- **Exercise inputs**:
//! CPU emulation for the MISC16.
//!
//! This module implements the whole transport-triggered machine:
//! - 32768 sixteen-bit memory words
//! - accumulator, sign/zero/carry flags and program counter
//! - an address map where reads and writes of special addresses trigger
//!   arithmetic, jumps and console I/O

pub mod memory;
pub mod registers;
pub mod alu;
pub mod decode;
pub mod bus;
pub mod execute;

pub use memory::{Memory, MEMORY_SIZE};
pub use registers::{Registers, RESET_PC};
pub use decode::{ReadPort, WritePort};
pub use execute::{Cpu, CpuState, Snapshot, Transport};
//! The MISC16 address space.
//!
//! `read` and `write` are total: every 16-bit address means something,
//! even if that something is "zero" or "discard". Nothing here can fail.

use crate::console::Console;
use crate::cpu::alu;
use crate::cpu::decode::{ReadPort, WritePort, CR, INDIRECT_ADDR};
use crate::cpu::Cpu;

impl<C: Console> Cpu<C> {
    /// Read an address through the address map.
    pub fn read(&mut self, addr: u16) -> u16 {
        let port = self.resolve_read(addr);
        self.read_port(port)
    }

    /// Write an address through the address map.
    pub fn write(&mut self, addr: u16, value: u16) {
        let port = self.resolve_write(addr);
        self.write_port(port, value);
    }

    /// The port a read of `addr` lands on, with indirection through
    /// `accu` resolved. Never returns `ReadPort::Indirect`.
    pub fn resolve_read(&self, addr: u16) -> ReadPort {
        match ReadPort::decode(addr) {
            ReadPort::Indirect => match ReadPort::decode(self.regs.accu) {
                // One level only: [accu] with accu == 7 is plain cell 7.
                ReadPort::Indirect => ReadPort::Memory(INDIRECT_ADDR),
                port => port,
            },
            port => port,
        }
    }

    /// The port a write to `addr` lands on, with indirection through
    /// `accu` resolved. Never returns `WritePort::Indirect`.
    pub fn resolve_write(&self, addr: u16) -> WritePort {
        match WritePort::decode(addr) {
            WritePort::Indirect => match WritePort::decode(self.regs.accu) {
                WritePort::Indirect => WritePort::Memory(INDIRECT_ADDR),
                port => port,
            },
            port => port,
        }
    }

    fn read_port(&mut self, port: ReadPort) -> u16 {
        let pc = self.regs.pc;
        match port {
            ReadPort::Pc => pc,
            ReadPort::PcPlus2 => pc.wrapping_add(2),
            ReadPort::PcPlus4 => pc.wrapping_add(4),
            ReadPort::PcPlus6 => pc.wrapping_add(6),
            ReadPort::Accu => self.regs.accu,
            ReadPort::Zero => 0,
            ReadPort::Key => {
                let key = self.console.read_key();
                self.last_key = key;
                key as u16
            }
            ReadPort::KeyPoll => {
                if self.console.key_available() { 0 } else { 1 }
            }
            ReadPort::Memory(addr) => self.mem.read(addr),
            // Not produced by `resolve_read`; kept so the match stays total.
            ReadPort::Indirect => self.mem.read(INDIRECT_ADDR),
        }
    }

    fn write_port(&mut self, port: WritePort, value: u16) {
        let regs = &mut self.regs;
        match port {
            WritePort::Jump => regs.jump(value),
            WritePort::JumpIfSign => {
                if regs.sf {
                    regs.jump(value);
                }
            }
            WritePort::JumpIfZero => {
                if regs.zf {
                    regs.jump(value);
                }
            }
            WritePort::JumpIfCarry => {
                if regs.cf {
                    regs.jump(value);
                }
            }
            WritePort::Accu => regs.write_accu(value),
            WritePort::Sub => {
                let (result, cf) = alu::subtract(regs.accu, value);
                regs.cf = cf;
                regs.write_accu(result);
            }
            WritePort::Add => {
                let (result, cf) = alu::add(value, regs.accu);
                regs.cf = cf;
                regs.write_accu(result);
            }
            WritePort::Xor => regs.write_accu(value ^ regs.accu),
            WritePort::Or => regs.write_accu(value | regs.accu),
            WritePort::And => regs.write_accu(value & regs.accu),
            WritePort::ShiftRight => {
                let (result, cf) = alu::shift_right(value, regs.cf);
                regs.cf = cf;
                regs.write_accu(result);
            }
            WritePort::Output => {
                let byte = (value & 0xFF) as u8;
                if byte != CR {
                    self.console.write_byte(byte);
                }
            }
            WritePort::Memory(addr) => self.mem.write(addr, value),
            // Not produced by `resolve_write`; kept so the match stays total.
            WritePort::Indirect => self.mem.write(INDIRECT_ADDR, value),
        }
    }
}

#[cfg(test)]
mod tests {
    use crate::console::BufferConsole;
    use crate::cpu::decode::{
        ReadPort, WritePort, ACCU_ADDR, KEY_ADDR, KEY_POLL_ADDR, OUTPUT_ADDR, ZERO_ADDR,
    };
    use crate::cpu::Cpu;
    use proptest::prelude::*;

    fn cpu() -> Cpu<BufferConsole> {
        Cpu::new(BufferConsole::new())
    }

    #[test]
    fn test_pc_relative_reads() {
        let mut cpu = cpu();
        cpu.regs.pc = 100;
        assert_eq!(cpu.read(0), 100);
        assert_eq!(cpu.read(1), 102);
        assert_eq!(cpu.read(2), 104);
        assert_eq!(cpu.read(3), 106);
    }

    #[test]
    fn test_accu_write_sets_flags() {
        let mut cpu = cpu();
        cpu.write(ACCU_ADDR, 0x8000);
        assert_eq!(cpu.read(ACCU_ADDR), 0x8000);
        assert!(cpu.regs.sf);
        assert!(!cpu.regs.zf);

        cpu.write(ACCU_ADDR, 0);
        assert!(!cpu.regs.sf);
        assert!(cpu.regs.zf);
    }

    #[test]
    fn test_indirect_access() {
        let mut cpu = cpu();
        cpu.write(ACCU_ADDR, 100);
        cpu.write(100, 0xAB);
        assert_eq!(cpu.read(7), 0xAB);

        cpu.write(7, 0xCD);
        assert_eq!(cpu.mem.read(100), 0xCD);
        assert_eq!(cpu.read(7), 0xCD);
        assert_eq!(cpu.read(100), 0xCD);
    }

    #[test]
    fn test_indirect_reaches_ports() {
        let mut cpu = cpu();
        cpu.write(ACCU_ADDR, OUTPUT_ADDR);
        cpu.write(7, b'Z' as u16);
        assert_eq!(cpu.console.output(), b"Z");

        cpu.write(ACCU_ADDR, ACCU_ADDR);
        assert_eq!(cpu.read(7), ACCU_ADDR);
    }

    #[test]
    fn test_indirect_through_itself_is_one_level() {
        let mut cpu = cpu();
        cpu.mem.write(7, 0x1111);
        cpu.write(ACCU_ADDR, 7);
        assert_eq!(cpu.read(7), 0x1111);

        cpu.write(7, 0x2222);
        assert_eq!(cpu.mem.read(7), 0x2222);
        assert_eq!(cpu.regs.accu, 7);
    }

    #[test]
    fn test_resolve_follows_accu() {
        let mut cpu = cpu();
        assert_eq!(cpu.resolve_read(KEY_ADDR), ReadPort::Key);

        cpu.write(ACCU_ADDR, KEY_ADDR);
        assert_eq!(cpu.resolve_read(7), ReadPort::Key);
        assert_eq!(cpu.resolve_write(7), WritePort::Memory(KEY_ADDR));

        cpu.write(ACCU_ADDR, 7);
        assert_eq!(cpu.resolve_read(7), ReadPort::Memory(7));
        assert_eq!(cpu.resolve_write(7), WritePort::Memory(7));

        // Resolving has no side effects on the console.
        assert_eq!(cpu.last_key(), 0);
    }

    #[test]
    fn test_add_and_sub_triggers() {
        let mut cpu = cpu();
        cpu.write(ACCU_ADDR, 0xFFFF);
        cpu.write(11, 1);
        assert_eq!(cpu.regs.accu, 0);
        assert!(cpu.regs.cf);
        assert!(cpu.regs.zf);

        cpu.write(ACCU_ADDR, 5);
        cpu.write(9, 3);
        assert_eq!(cpu.regs.accu, 2);
        assert!(!cpu.regs.cf);

        cpu.write(9, 3);
        assert_eq!(cpu.regs.accu, 0xFFFF);
        assert!(cpu.regs.cf);
        assert!(cpu.regs.sf);
    }

    #[test]
    fn test_logic_leaves_carry() {
        let mut cpu = cpu();
        cpu.regs.cf = true;
        cpu.write(ACCU_ADDR, 0x0F0F);
        cpu.write(12, 0xFFFF);
        assert_eq!(cpu.regs.accu, 0xF0F0);
        assert!(cpu.regs.sf);
        assert!(cpu.regs.cf);

        cpu.write(14, 0x0F0F);
        assert_eq!(cpu.regs.accu, 0);
        assert!(cpu.regs.zf);
        assert!(cpu.regs.cf);

        cpu.regs.cf = false;
        cpu.write(13, 0x0101);
        assert_eq!(cpu.regs.accu, 0x0101);
        assert!(!cpu.regs.cf);
    }

    #[test]
    fn test_shift_right_trigger() {
        let mut cpu = cpu();
        cpu.regs.cf = true;
        cpu.write(15, 0x0002);
        assert_eq!(cpu.regs.accu, 0x8001);
        assert!(!cpu.regs.cf);
        assert!(cpu.regs.sf);

        cpu.write(15, 0x0001);
        assert_eq!(cpu.regs.accu, 0);
        assert!(cpu.regs.cf);
        assert!(cpu.regs.zf);
    }

    #[test]
    fn test_conditional_jumps() {
        let mut cpu = cpu();
        cpu.write(ACCU_ADDR, 0x8000);
        assert!(cpu.regs.sf);

        cpu.write(1, 1234);
        assert_eq!(cpu.regs.pc, 1234);

        cpu.write(2, 4321);
        assert_eq!(cpu.regs.pc, 1234);

        cpu.write(4, 4321);
        assert_eq!(cpu.regs.pc, 1234);

        cpu.regs.cf = true;
        cpu.write(4, 4321);
        assert_eq!(cpu.regs.pc, 4321);

        cpu.write(0, 16);
        assert_eq!(cpu.regs.pc, 16);
    }

    #[test]
    fn test_address_three_write_is_memory() {
        let mut cpu = cpu();
        cpu.regs.cf = true;
        cpu.write(3, 999);
        assert_eq!(cpu.regs.pc, 16);
        assert_eq!(cpu.mem.read(3), 999);
    }

    #[test]
    fn test_output_swallows_carriage_return() {
        let mut cpu = cpu();
        cpu.write(OUTPUT_ADDR, 13);
        cpu.write(OUTPUT_ADDR, 0x4142);
        cpu.write(OUTPUT_ADDR, 0x0D0D);
        cpu.write(OUTPUT_ADDR, 10);
        assert_eq!(cpu.console.output(), &[0x42, 10]);
    }

    #[test]
    fn test_key_ports() {
        let mut cpu = Cpu::new(BufferConsole::with_input(b"x"));
        assert_eq!(cpu.read(ZERO_ADDR), 0);
        assert_eq!(cpu.read(KEY_POLL_ADDR), 0);
        assert_eq!(cpu.read(KEY_ADDR), b'x' as u16);
        assert_eq!(cpu.last_key(), b'x');
        assert_eq!(cpu.read(KEY_POLL_ADDR), 1);
    }

    #[test]
    fn test_unbacked_addresses() {
        let mut cpu = cpu();
        cpu.write(0x8000, 5);
        cpu.write(0xFFFE, 5);
        assert_eq!(cpu.read(0x8000), 0);
        assert_eq!(cpu.read(0xC000), 0);
        assert!(cpu.console.output().is_empty());
    }

    proptest! {
        #[test]
        fn prop_plain_memory_roundtrip(addr in 16u16..0x8000, value: u16) {
            let mut cpu = cpu();
            cpu.write(addr, value);
            prop_assert_eq!(cpu.read(addr), value);
        }

        #[test]
        fn prop_accu_flags_follow_value(value: u16) {
            let mut cpu = cpu();
            cpu.write(ACCU_ADDR, value);
            prop_assert_eq!(cpu.read(ACCU_ADDR), value);
            prop_assert_eq!(cpu.regs.sf, value & 0x8000 != 0);
            prop_assert_eq!(cpu.regs.zf, value == 0);
        }

        #[test]
        fn prop_indirect_write_matches_direct(target in 16u16..0x8000, value: u16) {
            let mut direct = cpu();
            let mut indirect = cpu();
            direct.write(ACCU_ADDR, target);
            indirect.write(ACCU_ADDR, target);

            direct.write(target, value);
            indirect.write(7, value);
            prop_assert_eq!(direct.mem.words(), indirect.mem.words());
            prop_assert_eq!(indirect.read(7), value);
        }
    }
}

- **Directions**: Show me all lines in the records that contain "target".

- **Result of the task**:
        fn prop_indirect_write_matches_direct(target in 16u16..0x8000, value: u16) {
            direct.write(ACCU_ADDR, target);
            indirect.write(ACCU_ADDR, target);
            direct.write(target, value);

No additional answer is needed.